Но такую практику было бы точнее назвать уже не уклонением, а скорее «гражданским неповиновением» господствующему (и в социальном, и в политическом смысле) нарративу. Примерами такого «неповиновения» были разные типы неподцензурной эстетики, основанные на рефлексии языкового употребления (творчество П. Улитина, концептуализм, поэзия Е. Сабурова, М. Айзенберга, В. Кривулина, А. Драгомощенко, Е. Шварц, О. Седаковой и др.), или критическое исследование сознания в философии М. Мамардашвили, А. Пятигорского или Д. Зильбермана (впрочем, последние два в 1970-е годы эмигрировали).

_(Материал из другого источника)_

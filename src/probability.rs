//! Probability estimation and guess selection.
//!
//! Every bucket of the merged distribution is weighted by how likely it is
//! that the frontier holds exactly that many mines given the mines left on
//! the whole board. The exact hypergeometric term is used unless the frontier
//! is small next to the unresolved area, where its binomial approximation is
//! close enough. Both are evaluated in log space.

use crate::frontier::Frontier;
use crate::grouping::Grouping;
use crate::merge::Distribution;
use crate::snapshot::Snapshot;
use std::collections::HashMap;

/// The binomial approximation is used when `frontier * BINOMIAL_RATIO <= unresolved`.
const BINOMIAL_RATIO: usize = 20;

/// The cell recommended for a guess.
#[derive(Debug, Clone, Copy, PartialEq)]
pub struct Guess {
    pub cell: usize,
    pub probability: f64,
}

#[derive(Debug, Clone, PartialEq)]
pub struct ProbabilityReport {
    /// `(frontier mines, normalized weight)`, one entry per bucket.
    pub bucket_weights: Vec<(usize, f64)>,
    /// Mine probability per merged candidate.
    pub candidate_probabilities: Vec<f64>,
    /// Expected number of mines on the frontier.
    pub frontier_mines: f64,
    /// Shared mine probability of every outsider.
    pub outsider_probability: Option<f64>,
    /// The outsider least exposed to uncertain frontier cells.
    pub representative_outsider: Option<usize>,
    pub guess: Option<Guess>,
}

/// `ln C(n, k)`, `-inf` when `k > n`.
fn ln_choose(n: usize, k: usize) -> f64 {
    if k > n {
        return f64::NEG_INFINITY;
    }
    let k = k.min(n - k);
    (0..k).map(|i| ((n - i) as f64 / (i + 1) as f64).ln()).sum()
}

/// `x * ln(y)` with `0 * ln(0) = 0`.
fn x_ln_y(x: f64, y: f64) -> f64 {
    if x == 0.0 {
        0.0
    } else {
        x * y.ln()
    }
}

/// Log-likelihood of one specific frontier placement holding `mines` mines.
fn placement_ln_likelihood(mines: usize, frontier: usize, unresolved: usize, mines_left: usize) -> f64 {
    if frontier * BINOMIAL_RATIO <= unresolved {
        let p = mines_left as f64 / unresolved as f64;
        x_ln_y(mines as f64, p) + x_ln_y((frontier - mines) as f64, 1.0 - p)
    } else {
        let outsiders = unresolved - frontier;
        match mines_left.checked_sub(mines) {
            Some(rest) => ln_choose(outsiders, rest) - ln_choose(unresolved, mines_left),
            None => f64::NEG_INFINITY,
        }
    }
}

/// Estimate mine probabilities for the whole unresolved area and pick the
/// least risky cell.
///
/// Candidate indices follow the concatenation of `groupings`' candidate lists,
/// the same order [`merge_all`](crate::merge::merge_all) produces.
pub fn estimate<C>(
    snap: &Snapshot<'_, C>,
    frontier: &Frontier,
    groupings: &[Grouping],
    dist: &Distribution,
    mines_left: usize,
) -> ProbabilityReport {
    let frontier_cells: usize = groupings.iter().map(Grouping::cell_count).sum();
    let outsiders = frontier.outsiders.len();
    let unresolved = frontier_cells + outsiders;

    // Normalized bucket weights
    let logs: Vec<f64> = dist
        .buckets
        .iter()
        .map(|b| b.weight.ln() + placement_ln_likelihood(b.mines, frontier_cells, unresolved, mines_left))
        .collect();
    let top = logs.iter().copied().fold(f64::NEG_INFINITY, f64::max);
    let raw: Vec<f64> = logs
        .iter()
        .map(|&l| if top.is_finite() { (l - top).exp() } else { 0.0 })
        .collect();
    let total: f64 = raw.iter().sum();
    let weights: Vec<f64> = raw.iter().map(|&w| if total > 0.0 { w / total } else { 0.0 }).collect();

    let mut candidate_probabilities = vec![0.0; dist.sizes.len()];
    let mut frontier_mines = 0.0;
    for (b, &w) in dist.buckets.iter().zip(&weights) {
        frontier_mines += w * b.mines as f64;
        if b.weight <= 0.0 {
            continue;
        }
        for (i, p) in candidate_probabilities.iter_mut().enumerate() {
            *p += w * (b.mine_sums[i] / b.weight) / dist.sizes[i] as f64;
        }
    }

    let outsider_probability =
        (outsiders > 0).then(|| ((mines_left as f64 - frontier_mines) / outsiders as f64).clamp(0.0, 1.0));

    // Per-cell probabilities of frontier unknowns
    let mut cell_probability: HashMap<usize, f64> = HashMap::new();
    let members = groupings.iter().flat_map(|g| &g.candidates);
    for (cand, &p) in members.clone().zip(&candidate_probabilities) {
        for &m in &cand.members {
            cell_probability.insert(m, p);
        }
    }

    // Prefer outsiders whose frontier neighbors are least likely to hide mines
    let mut representative_outsider: Option<(usize, f64)> = None;
    for &o in &frontier.outsiders {
        let clear: f64 = snap
            .neighbors(o)
            .iter()
            .filter_map(|n| cell_probability.get(n))
            .map(|p| 1.0 - p)
            .product();
        if representative_outsider.map_or(true, |(_, best)| clear > best) {
            representative_outsider = Some((o, clear));
        }
    }

    let mut guess: Option<Guess> = None;
    for (cand, &p) in members.zip(&candidate_probabilities) {
        if guess.map_or(true, |g| p < g.probability) {
            guess = Some(Guess {
                cell: cand.representative,
                probability: p,
            });
        }
    }
    if let (Some((cell, _)), Some(p)) = (representative_outsider, outsider_probability) {
        if guess.map_or(true, |g| p < g.probability) {
            guess = Some(Guess { cell, probability: p });
        }
    }

    ProbabilityReport {
        bucket_weights: dist.buckets.iter().map(|b| b.mines).zip(weights).collect(),
        candidate_probabilities,
        frontier_mines,
        outsider_probability,
        representative_outsider: representative_outsider.map(|(o, _)| o),
        guess,
    }
}
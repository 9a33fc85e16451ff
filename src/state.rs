//! Board classification ahead of any deduction.

use crate::snapshot::Snapshot;
use crate::types::{CellStatus, GameState, Position};

/// Classify the board when its state follows from the snapshot alone.
///
/// Returns `None` when the game is in progress; whether it is `Solving` or
/// `Stuck` then depends on the deduction tiers.
pub fn classify<C>(snap: &Snapshot<'_, C>) -> Option<GameState> {
    if (0..snap.len()).any(|i| snap.status(i) == CellStatus::Mine) {
        return Some(GameState::Death);
    }
    if (0..snap.len()).all(|i| snap.status(i) == CellStatus::Unknown) && !snap.is_empty() {
        return Some(GameState::Start);
    }
    if snap.hidden_count() == snap.mine_count() {
        return Some(GameState::Solved);
    }
    None
}

/// The fixed first reveal of a fresh game.
pub fn opening_cell<C>(snap: &Snapshot<'_, C>) -> Position {
    Position::new(snap.width() / 2, snap.height() / 2)
}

Перестройка первоначально привела к карнавальному смешению публичного дискурса, который мертвел на глазах (так как все меньше поддерживался давлением репрессивной системы), с частными языковыми практиками. Это смешение привело к эпидемическому распространению шуток, карикатур, художественных произведений, обыгрывающих такое нарушение прежде нерушимых языковых конвенций — как, впрочем, и вообще очень жестких границ между разными сферами жизни в СССР[996]. Такого рода шутки часто бывали очень похожи на «домашние» варианты концептуалистских работ — но и специфически концептуалистская ирония в эти годы стала понятной гораздо большей аудитории, чем прежде. Массовое интеллигентское сознание было, можно сказать, инфицировано стихийным концептуализмом. Этот процесс стал возможным потому, что в этот период идеологические знаки стали восприниматься именно как знаки, имеющие конвенциональный смысл и всегда чреватые насилием.

«Лобовое столкновение» дискурсов в искусстве периода перестройки часто принимало форму монтажа, но этот монтаж был, если можно так сказать, непредумышленным: чаще всего он оказывался следствием не анализа тех или иных языков или продуманной эстетической позиции, но просто результатом наблюдений над «сорвавшейся с петель» языковой и социальной реальностью. Монтаж в искусстве возникал из необходимости запечатлеть семиотику повседневной жизни, превратившейся в алогичный (с советской точки зрения) ассамбляж частного и публичного. Впрочем, некоторые авторы, генетически связанные с неподцензурной литературой, научились демонстрировать этот ассамбляж с помощью концептуалистской техники анализа языков — например, поэты Нина Искренко и Владимир Друк.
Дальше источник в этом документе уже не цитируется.